Your goal – Transcribe word for word the lines below from the line with "return Err(ReconcileError::VerificationFailed);" through the line with "match reconcile(&ctx, submitted, points_used)", ends included.

Data extracts –
# # #
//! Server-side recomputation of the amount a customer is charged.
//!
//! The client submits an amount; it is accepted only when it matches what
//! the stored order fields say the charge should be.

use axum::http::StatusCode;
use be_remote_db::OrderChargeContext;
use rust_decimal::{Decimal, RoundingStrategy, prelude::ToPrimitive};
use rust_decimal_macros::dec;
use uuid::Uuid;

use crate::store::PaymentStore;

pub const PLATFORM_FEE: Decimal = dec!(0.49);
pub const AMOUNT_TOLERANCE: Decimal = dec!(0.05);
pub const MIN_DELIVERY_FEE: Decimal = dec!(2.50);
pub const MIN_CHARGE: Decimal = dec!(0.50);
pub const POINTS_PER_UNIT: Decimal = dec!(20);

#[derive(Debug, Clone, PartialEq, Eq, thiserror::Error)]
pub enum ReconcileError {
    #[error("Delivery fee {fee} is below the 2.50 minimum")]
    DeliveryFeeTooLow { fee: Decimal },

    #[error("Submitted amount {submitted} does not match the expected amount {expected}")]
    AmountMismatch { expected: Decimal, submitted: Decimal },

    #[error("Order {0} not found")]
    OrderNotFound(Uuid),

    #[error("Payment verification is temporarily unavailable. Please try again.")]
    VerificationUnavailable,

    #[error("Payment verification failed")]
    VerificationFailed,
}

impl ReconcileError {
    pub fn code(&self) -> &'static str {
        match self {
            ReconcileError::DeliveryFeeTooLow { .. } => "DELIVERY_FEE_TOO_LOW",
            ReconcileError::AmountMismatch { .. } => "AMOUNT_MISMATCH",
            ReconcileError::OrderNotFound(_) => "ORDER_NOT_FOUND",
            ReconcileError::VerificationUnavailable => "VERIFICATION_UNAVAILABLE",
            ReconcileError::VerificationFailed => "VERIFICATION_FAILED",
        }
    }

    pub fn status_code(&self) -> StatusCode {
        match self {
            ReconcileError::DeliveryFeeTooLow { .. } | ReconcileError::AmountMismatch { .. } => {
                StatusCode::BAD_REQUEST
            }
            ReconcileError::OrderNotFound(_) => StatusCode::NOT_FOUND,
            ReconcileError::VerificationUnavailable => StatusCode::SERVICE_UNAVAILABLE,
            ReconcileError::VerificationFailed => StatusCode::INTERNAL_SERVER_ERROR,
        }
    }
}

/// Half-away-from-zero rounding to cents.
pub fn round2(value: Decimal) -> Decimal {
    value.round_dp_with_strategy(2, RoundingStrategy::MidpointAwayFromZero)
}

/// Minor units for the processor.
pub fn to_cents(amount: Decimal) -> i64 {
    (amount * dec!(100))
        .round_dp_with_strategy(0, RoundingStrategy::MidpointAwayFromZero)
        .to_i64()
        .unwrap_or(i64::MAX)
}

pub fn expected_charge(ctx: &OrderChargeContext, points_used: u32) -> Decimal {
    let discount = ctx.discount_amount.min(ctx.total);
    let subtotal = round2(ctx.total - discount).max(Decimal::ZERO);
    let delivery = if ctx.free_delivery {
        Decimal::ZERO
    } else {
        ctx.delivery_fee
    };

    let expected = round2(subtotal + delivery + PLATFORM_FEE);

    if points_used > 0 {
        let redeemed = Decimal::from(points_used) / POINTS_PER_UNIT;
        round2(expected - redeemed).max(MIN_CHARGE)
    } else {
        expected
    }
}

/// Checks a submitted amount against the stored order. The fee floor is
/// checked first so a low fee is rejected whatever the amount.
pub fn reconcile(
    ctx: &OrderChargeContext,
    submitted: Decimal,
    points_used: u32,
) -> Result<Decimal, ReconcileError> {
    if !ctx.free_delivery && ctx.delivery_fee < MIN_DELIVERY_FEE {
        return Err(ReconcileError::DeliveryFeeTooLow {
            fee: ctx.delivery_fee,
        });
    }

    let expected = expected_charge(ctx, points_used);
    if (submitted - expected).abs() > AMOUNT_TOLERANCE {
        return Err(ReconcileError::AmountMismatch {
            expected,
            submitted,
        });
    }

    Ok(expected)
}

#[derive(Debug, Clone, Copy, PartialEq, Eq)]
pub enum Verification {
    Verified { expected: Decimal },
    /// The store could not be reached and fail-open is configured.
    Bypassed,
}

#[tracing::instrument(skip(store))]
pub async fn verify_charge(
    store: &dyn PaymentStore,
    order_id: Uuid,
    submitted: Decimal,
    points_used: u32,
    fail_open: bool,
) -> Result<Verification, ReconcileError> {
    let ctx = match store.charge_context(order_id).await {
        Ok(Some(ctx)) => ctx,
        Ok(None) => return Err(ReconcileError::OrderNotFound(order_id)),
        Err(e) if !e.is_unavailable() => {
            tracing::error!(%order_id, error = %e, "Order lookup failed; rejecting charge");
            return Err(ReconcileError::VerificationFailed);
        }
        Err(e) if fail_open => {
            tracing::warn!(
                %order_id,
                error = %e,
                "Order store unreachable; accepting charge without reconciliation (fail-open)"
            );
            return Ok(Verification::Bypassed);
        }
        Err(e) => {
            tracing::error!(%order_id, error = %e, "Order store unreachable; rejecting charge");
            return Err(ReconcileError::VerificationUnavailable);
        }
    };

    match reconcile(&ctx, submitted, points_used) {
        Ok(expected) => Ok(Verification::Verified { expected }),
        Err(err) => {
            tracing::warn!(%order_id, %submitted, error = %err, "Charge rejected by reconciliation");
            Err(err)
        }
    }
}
# # #
Solution to this exercise –
            return Err(ReconcileError::VerificationFailed);
        }
        Err(e) if fail_open => {
            tracing::warn!(
                %order_id,
                error = %e,
                "Order store unreachable; accepting charge without reconciliation (fail-open)"
            );
            return Ok(Verification::Bypassed);
        }
        Err(e) => {
            tracing::error!(%order_id, error = %e, "Order store unreachable; rejecting charge");
            return Err(ReconcileError::VerificationUnavailable);
        }
    };

    match reconcile(&ctx, submitted, points_used) {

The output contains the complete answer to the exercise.